La circulaire d'André Boulloche, Ministre de l'Education Nationale de janvier à décembre 1959, datée du 26 mai 1959, cite textuellement le passage ci-dessus mentionné et reprend en grande partie mot pour mot le contenu de celle de Louis Cros dans sa définition de l'IPN et de ses services extérieurs. Et de préciser, concernant les centre régionaux et départementaux : «Ils contribuent ainsi au perfectionnement constant des méthodes et moyens pédagogiques». L'IPN joue donc un rôle pédagogique actif et pas seulement d'accompagnement.

Cette ambition de rénovation pédagogique par un enseignement fondé sur les documents existe à l'état diffus au cours des années 50. André Marie, Ministre de l'Education Nationale d'août 1951 à mai 1954, invite les professeurs du second degré, par une circulaire du 13 octobre 1952 à utiliser le document comme substrat de leur cours plutôt que comme illustration de celui-ci. E en dehors de la sphère ministérielle, Marcel Sire crée au Lycée Janson de Sailly, dont il est proviseur, un «service local de documentation pédagogique (1958)» première esquisse de nos futurs centre de documentation et d'information.
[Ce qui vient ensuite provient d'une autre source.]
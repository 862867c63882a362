//! JSON document fetching
//!
//! Fetch failures never cross this boundary as errors: [`Fetcher::fetch`]
//! logs the categorized failure and returns `None`, and the caller decides
//! whether an absent document is fatal for its stage.

use async_trait::async_trait;
use reqwest::Client;
use serde_json::Value;
use std::time::Duration;
use tracing::{error, info, warn};

use crate::config::EtlConfig;
use crate::error::{EtlError, Result};

/// Default pause before the first retry; later retries wait proportionally longer
pub const DEFAULT_RETRY_BACKOFF: Duration = Duration::from_millis(500);

/// Why a fetch produced no document
#[derive(Debug, Clone, PartialEq, Eq)]
pub enum FetchFailure {
    Timeout,
    Transport(String),
    /// Non-2xx response
    Status(u16),
    /// Body is not valid JSON
    Parse(String),
}

impl FetchFailure {
    pub fn kind(&self) -> &'static str {
        match self {
            FetchFailure::Timeout => "timeout",
            FetchFailure::Transport(_) => "transport",
            FetchFailure::Status(_) => "status",
            FetchFailure::Parse(_) => "parse",
        }
    }

    /// Client errors and bad bodies will not improve on a second attempt
    pub fn is_retryable(&self) -> bool {
        match self {
            FetchFailure::Timeout | FetchFailure::Transport(_) => true,
            FetchFailure::Status(code) => *code >= 500,
            FetchFailure::Parse(_) => false,
        }
    }
}

impl std::fmt::Display for FetchFailure {
    fn fmt(&self, f: &mut std::fmt::Formatter<'_>) -> std::fmt::Result {
        match self {
            FetchFailure::Timeout => write!(f, "request timed out"),
            FetchFailure::Transport(msg) => write!(f, "request failed: {}", msg),
            FetchFailure::Status(code) => write!(f, "unexpected HTTP status {}", code),
            FetchFailure::Parse(msg) => write!(f, "failed to parse JSON: {}", msg),
        }
    }
}

/// Source of JSON documents
#[async_trait]
pub trait Fetcher: Send + Sync {
    /// Fetch and parse one document, reporting the failure category
    async fn fetch_json(&self, url: &str) -> std::result::Result<Value, FetchFailure>;

    /// Fetch one document; failures are logged and yield `None`
    async fn fetch(&self, url: &str) -> Option<Value> {
        match self.fetch_json(url).await {
            Ok(document) => Some(document),
            Err(failure) => {
                error!(url, kind = failure.kind(), error = %failure, "Fetch failed");
                None
            },
        }
    }
}

/// [`Fetcher`] over HTTP GET with a per-request timeout
pub struct HttpFetcher {
    client: Client,
    retries: u32,
    backoff: Duration,
}

impl HttpFetcher {
    pub fn new(timeout: Duration, retries: u32) -> Result<Self> {
        let client = Client::builder()
            .timeout(timeout)
            .user_agent(concat!("liftoff-etl/", env!("CARGO_PKG_VERSION")))
            .build()
            .map_err(|e| EtlError::Config(format!("failed to build HTTP client: {}", e)))?;

        Ok(Self {
            client,
            retries,
            backoff: DEFAULT_RETRY_BACKOFF,
        })
    }

    pub fn from_config(config: &EtlConfig) -> Result<Self> {
        Self::new(config.request_timeout(), config.fetch_retries)
    }

    pub fn with_backoff(mut self, backoff: Duration) -> Self {
        self.backoff = backoff;
        self
    }

    async fn attempt(&self, url: &str) -> std::result::Result<Value, FetchFailure> {
        let response = self.client.get(url).send().await.map_err(classify)?;

        let status = response.status();
        if !status.is_success() {
            return Err(FetchFailure::Status(status.as_u16()));
        }

        let body = response.bytes().await.map_err(classify)?;
        serde_json::from_slice(&body).map_err(|e| FetchFailure::Parse(e.to_string()))
    }
}

fn classify(err: reqwest::Error) -> FetchFailure {
    if err.is_timeout() {
        FetchFailure::Timeout
    } else {
        FetchFailure::Transport(err.to_string())
    }
}

#[async_trait]
impl Fetcher for HttpFetcher {
    async fn fetch_json(&self, url: &str) -> std::result::Result<Value, FetchFailure> {
        let mut attempt: u32 = 1;
        loop {
            info!(url, attempt, "Sending GET request");

            match self.attempt(url).await {
                Ok(document) => {
                    info!(url, attempt, "Request successful");
                    return Ok(document);
                },
                Err(failure) if failure.is_retryable() && attempt <= self.retries => {
                    warn!(url, attempt, kind = failure.kind(), error = %failure, "Request failed, retrying");
                    tokio::time::sleep(self.backoff * attempt).await;
                    attempt += 1;
                },
                Err(failure) => return Err(failure),
            }
        }
    }
}
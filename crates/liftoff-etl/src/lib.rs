//! Liftoff ETL
#![deny(clippy::unwrap_used, clippy::expect_used)]
//!
//! Extracts SpaceX launch records, normalizes the nested JSON into tables and
//! loads them into Postgres: a full replace on first run, append-only
//! incremental loads afterwards, followed by dimension refresh and
//! aggregation.
//!
//! # Modules
//!
//! - [`fetch`]: HTTP JSON fetching that absorbs failures into `None`
//! - [`normalize`]: flattening, JSON serialization and timestamp parsing
//! - [`schema`]: explicit, versioned table schemas
//! - [`load`]: replace / append loading in chunks
//! - [`incremental`]: novelty check against already loaded identifiers
//! - [`warehouse`]: query store and sink capabilities, Postgres adapter
//! - [`pipeline`]: the stage sequence of one run
//!
//! # Example
//!
//! ```no_run
//! use liftoff_etl::config::EtlConfig;
//! use liftoff_etl::fetch::HttpFetcher;
//! use liftoff_etl::pipeline::{Pipeline, RunOptions};
//! use liftoff_etl::warehouse::PgWarehouse;
//!
//! # async fn run() -> anyhow::Result<()> {
//! let config = EtlConfig::load()?;
//! let fetcher = HttpFetcher::from_config(&config)?;
//! let warehouse = PgWarehouse::connect_lazy(&config.store.url, &config.store)?;
//!
//! let pipeline = Pipeline::new(config, fetcher, warehouse.clone(), warehouse);
//! let report = pipeline.run(RunOptions::default()).await?;
//! println!("run {} finished in {:?}", report.run_id, report.elapsed);
//! # Ok(())
//! # }
//! ```

pub mod config;
pub mod error;
pub mod fetch;
pub mod incremental;
pub mod load;
pub mod normalize;
pub mod pipeline;
pub mod schema;
pub mod warehouse;

pub use error::{ErrorKind, EtlError, Result};
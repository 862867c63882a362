//! Column-level transforms applied after flattening

use chrono::{DateTime, NaiveDateTime, Utc};
use serde_json::Value;

use super::batch::{Cell, TabularBatch};
use crate::error::{EtlError, Result};

/// Offset-less layouts accepted after RFC 3339 fails; read as UTC
const NAIVE_LAYOUTS: [&str; 2] = ["%Y-%m-%dT%H:%M:%S%.f", "%Y-%m-%d %H:%M:%S%.f"];

/// Replace each non-null cell of `columns` with its compact JSON text
///
/// Object keys come out sorted, so the same value always serializes to the
/// same string and parses back with `serde_json::from_str`.
pub fn serialize_columns<S: AsRef<str>>(mut batch: TabularBatch, columns: &[S]) -> Result<TabularBatch> {
    for column in columns {
        batch.map_column(column.as_ref(), |_, cell| Ok(serialize_cell(cell)))?;
    }
    Ok(batch)
}

fn serialize_cell(cell: Cell) -> Cell {
    match cell {
        Cell::Null => Cell::Null,
        other => Cell::Text(canonical(other.to_json()).to_string()),
    }
}

/// Rebuild objects with keys in sorted order, whatever map type serde_json uses
fn canonical(value: Value) -> Value {
    match value {
        Value::Object(map) => {
            let mut entries: Vec<(String, Value)> = map.into_iter().collect();
            entries.sort_by(|(a, _), (b, _)| a.cmp(b));
            Value::Object(entries.into_iter().map(|(k, v)| (k, canonical(v))).collect())
        },
        Value::Array(items) => Value::Array(items.into_iter().map(canonical).collect()),
        other => other,
    }
}

/// Parse each text cell of `columns` into a UTC instant
///
/// Null, empty and non-text cells become null; existing timestamps are kept.
/// Any other string that is not ISO-8601 fails the whole batch with a
/// [`EtlError::Parse`] naming the row and column.
pub fn parse_timestamps<S: AsRef<str>>(mut batch: TabularBatch, columns: &[S]) -> Result<TabularBatch> {
    for column in columns {
        let column = column.as_ref();
        batch.map_column(column, |row, cell| match cell {
            Cell::Text(raw) => match parse_instant(&raw) {
                Ok(Some(instant)) => Ok(Cell::Timestamp(instant)),
                Ok(None) => Ok(Cell::Null),
                Err(reason) => Err(EtlError::Parse(format!(
                    "row {}, column '{}': {}",
                    row, column, reason
                ))),
            },
            Cell::Timestamp(instant) => Ok(Cell::Timestamp(instant)),
            _ => Ok(Cell::Null),
        })?;
    }
    Ok(batch)
}

/// Parse one ISO-8601 string. `Z` and `+00:00` denote the same instant.
pub fn parse_instant(raw: &str) -> std::result::Result<Option<DateTime<Utc>>, String> {
    let trimmed = raw.trim();
    if trimmed.is_empty() {
        return Ok(None);
    }

    if let Ok(instant) = DateTime::parse_from_rfc3339(trimmed) {
        return Ok(Some(instant.with_timezone(&Utc)));
    }

    NAIVE_LAYOUTS
        .iter()
        .find_map(|layout| NaiveDateTime::parse_from_str(trimmed, layout).ok())
        .map(|naive| Some(naive.and_utc()))
        .ok_or_else(|| format!("'{}' is not an ISO-8601 timestamp", raw))
}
Louis Cros, qui dirige l'IPN de 1954 à 1960, assigne à cet établissement trois fonctions essentielles :

-         Une fonction d'accueil, de liaison et de documentation générale qui fait de lui un lieu de consultation, de prêt de documents pédagogiques et administratifs aux enseignants et aux établissements, de réunions, débats et conférences.

-         Une fonction d'étude et d'élaboration des moyens d'information et d'action pédagogique : enquêtes et travaux de réflexion et d'analyse donnant lieu à des publications diverses sur les moyens, méthodes et matériels d'éducation, sélection, perfectionnement, voire création de ceux-ci.

-         Une fonction de distribution et d'équipement auprès des établissements scolaires.

 

2) Les inconvénients de la prudence tactique de Louis Cros

 

Mais ces initiatives ne peuvent s'inscrire dans une grande politique de réforme de l'enseignement car celle-ci achoppe sur la question de l'école moyenne qui oppose instituteurs et professeurs. L'Assemblée Nationale enterre le projet Billères (juillet 1957) auquel collaborait Louis Cros, Directeur de cabinet du Ministre. Echaudés, les ministres réaliseront l'école moyenne vaille que vaille et à pas comptés : décret Berthoin (6 janvier 1959), décrets Fouchet-Capelle (instituant les CES [3 août 1963], loi Haby consacrant le collège unique [11 juillet 1975].

 

L'impossibilité d'une réforme globale du système éducatif incite Louis Cros à la prudence. Les textes instituant l'IPN et les CRDP ménagent délibérément les prérogatives de l'administration. L'article 10 du décret du 19 janvier 1955 subordonne l'institution des CRDP à l'initiative des autorités académiques : «les organismes de documentation pédagogique peuvent (4), sur proposition des recteurs et inspecteurs d'académie, être constitués, par arrêté du Ministre de l'Education Nationale en centres régionaux ou départementaux de documentation pédagogique ayant le caractère de sections du Centre National de Documentation Pédagogique». Il est vrai qu'au même moment, Louis Cros crée les deux premiers CRDP (ceux de Lyon et Toulouse) et qu'il en fonde dix autres entre 1955 et 1958. Néanmoins, la formulation de l'article 10 du décret de 1955, reprise dans la circulaire ministérielle du 26 octobre 1956, révèle sa prudence tactique.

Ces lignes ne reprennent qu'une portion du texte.